Species and varieties

All decorative series of varieties and hybrids of this flower are a variety of pink catharanthus. They differ from it in the size of the bush and different shades of petals. We will introduce you to the most popular of them.

This is a low bush, 50 cm in height. The flowers are relatively large - up to 5 cm in diameter. The color range is varied - from pure white to dark red. In the middle, a contrast eye usually sparkles. This flower is grown not only as a houseplant, but also as a garden plant, decorating them with borders in flower beds and paths.

This is a low compact bush, 25 - 30 cm in height, and 15 - 20 cm in crown diameter. It is characterized by early flowering and unpretentious care. The flowers are large, a characteristic eye in the middle stands out brightly.

Depending on the shade of the petals, the Pacifica variety has its own varieties:

  • Pacific Burgundy - has rich wine-colored flowers with a white eye;
  • Pacific White - has white flowers with a red eye;
  • Pacifica Epricot - has apricot-colored flowers with a red center;
  • Pacifica Ice Pink - has pale pink flowers with a red eye.

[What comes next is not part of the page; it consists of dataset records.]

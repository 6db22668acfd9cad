use anyhow::{Context, Result};
use chrono::Duration;
use serde::{Deserialize, Serialize};
use std::{fs, path::PathBuf};
use tokio::sync::watch;

use crate::arbitration::config::DEFAULT_VEHICLE_INTERVAL_MULTIPLIER;
use crate::models::{SourceId, TransportMode, DEFAULT_INTERVAL_MULTIPLIER};

/// Tunables for arbitration and the trip lifecycle. Every field has a default so
/// partial settings files load cleanly.
#[derive(Debug, Clone, Serialize, Deserialize, PartialEq)]
#[serde(rename_all = "camelCase", default)]
pub struct TripSettings {
    pub detection_enabled: bool,

    /// Grace periods applied when leaving each moving mode.
    pub walking_grace_secs: u64,
    pub running_grace_secs: u64,
    pub cycling_grace_secs: u64,
    pub vehicle_grace_secs: u64,

    /// Trips under either threshold are still persisted, only flagged.
    pub min_trip_duration_secs: u64,
    pub min_trip_distance_meters: f64,

    pub auto_merge_enabled: bool,
    pub auto_merge_gap_secs: u64,

    pub source_staleness_secs: u64,
    pub vehicle_min_confidence: f64,
    /// Highest priority first.
    pub source_priority: Vec<SourceId>,

    /// Tracking interval multipliers published with the arbitrated state.
    pub vehicle_interval_multiplier: f64,
    pub default_interval_multiplier: f64,

    /// Start a trip after this much displacement from the idle position.
    pub distance_start_meters: Option<f64>,
    pub finalize_retry_secs: u64,

    pub telemetry_capacity: usize,
    pub telemetry_sample_rate_hz: f64,
}

impl Default for TripSettings {
    fn default() -> Self {
        Self {
            detection_enabled: true,
            walking_grace_secs: 60,
            running_grace_secs: 60,
            cycling_grace_secs: 60,
            vehicle_grace_secs: 90,
            min_trip_duration_secs: 120,
            min_trip_distance_meters: 100.0,
            auto_merge_enabled: true,
            auto_merge_gap_secs: 300,
            source_staleness_secs: 600,
            vehicle_min_confidence: 0.5,
            source_priority: vec![
                SourceId::VehiclePairing,
                SourceId::CarMode,
                SourceId::ActivityClassifier,
            ],
            vehicle_interval_multiplier: DEFAULT_VEHICLE_INTERVAL_MULTIPLIER,
            default_interval_multiplier: DEFAULT_INTERVAL_MULTIPLIER,
            distance_start_meters: None,
            finalize_retry_secs: 30,
            telemetry_capacity: 250,
            telemetry_sample_rate_hz: 50.0,
        }
    }
}

impl TripSettings {
    /// Grace period for leaving `mode`. Non-moving modes fall back to the walking grace.
    pub fn grace_for(&self, mode: TransportMode) -> Duration {
        let secs = match mode {
            TransportMode::InVehicle => self.vehicle_grace_secs,
            TransportMode::Running => self.running_grace_secs,
            TransportMode::Cycling => self.cycling_grace_secs,
            TransportMode::Walking
            | TransportMode::Stationary
            | TransportMode::Unknown => self.walking_grace_secs,
        };
        secs_to_duration(secs)
    }

    pub fn min_trip_duration_ms(&self) -> u64 {
        self.min_trip_duration_secs.saturating_mul(1000)
    }

    pub fn auto_merge_gap(&self) -> Duration {
        secs_to_duration(self.auto_merge_gap_secs)
    }

    pub fn source_staleness(&self) -> Duration {
        secs_to_duration(self.source_staleness_secs)
    }

    pub fn finalize_retry(&self) -> Duration {
        secs_to_duration(self.finalize_retry_secs.max(1))
    }
}

/// Upper bound for every configured interval: one day.
pub const MAX_INTERVAL_SECS: u64 = 86_400;

fn secs_to_duration(secs: u64) -> Duration {
    Duration::seconds(secs.min(MAX_INTERVAL_SECS) as i64)
}

/// JSON-file backed settings with a `watch` feed for hot reload.
pub struct SettingsStore {
    path: PathBuf,
    tx: watch::Sender<TripSettings>,
}

impl SettingsStore {
    pub fn new(path: PathBuf) -> Result<Self> {
        let data = if path.exists() {
            let contents = fs::read_to_string(&path)
                .with_context(|| format!("Failed to read settings from {}", path.display()))?;
            serde_json::from_str(&contents).unwrap_or_default()
        } else {
            TripSettings::default()
        };

        let (tx, _rx) = watch::channel(data);
        Ok(Self { path, tx })
    }

    pub fn current(&self) -> TripSettings {
        self.tx.borrow().clone()
    }

    pub fn subscribe(&self) -> watch::Receiver<TripSettings> {
        self.tx.subscribe()
    }

    pub fn update(&self, settings: TripSettings) -> Result<()> {
        self.persist(&settings)?;
        self.tx.send_replace(settings);
        Ok(())
    }

    pub fn reload(&self) -> Result<()> {
        let contents = fs::read_to_string(&self.path)
            .with_context(|| format!("Failed to read settings from {}", self.path.display()))?;
        let data: TripSettings = serde_json::from_str(&contents)
            .with_context(|| format!("Invalid settings in {}", self.path.display()))?;
        self.tx.send_replace(data);
        Ok(())
    }

    fn persist(&self, data: &TripSettings) -> Result<()> {
        if let Some(parent) = self.path.parent() {
            if !parent.as_os_str().is_empty() {
                fs::create_dir_all(parent).with_context(|| {
                    format!("Failed to create settings directory {}", parent.display())
                })?;
            }
        }
        let serialized = serde_json::to_string_pretty(data)?;
        fs::write(&self.path, serialized)
            .with_context(|| format!("Failed to write settings to {}", self.path.display()))
    }
}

In the eighties of the last century, a number of new spectacular varieties of catharanthus appeared. Here are some of the popular ones so far:

Variety series Cooler (Culer). Small strongly branching bushes, up to 40 cm in height, united here. Their flowers are round, large, up to 5 cm in diameter. With a bright contrast eye in the center.

The varieties in this series include:

  • Grape Cooler - lavender-pink flowers with a red center;
  • Peppermint Cooler - white flowers with a bright red center;
  • Red Cooler - red flowers.

Sortoseriya First Kiss (First Kiss, First kiss). Low, 30 - 40 cm in height, neat bushes, have a beautiful crown and at least 13 shades of flowers. This is the most popular and titled series of catharanthus. At flower growers' competitions in North America, the catharanthus of this variety series won prestigious prizes, in particular, the blue-violet cultivar First Kiss Blueberry won high awards in the USA and Canada.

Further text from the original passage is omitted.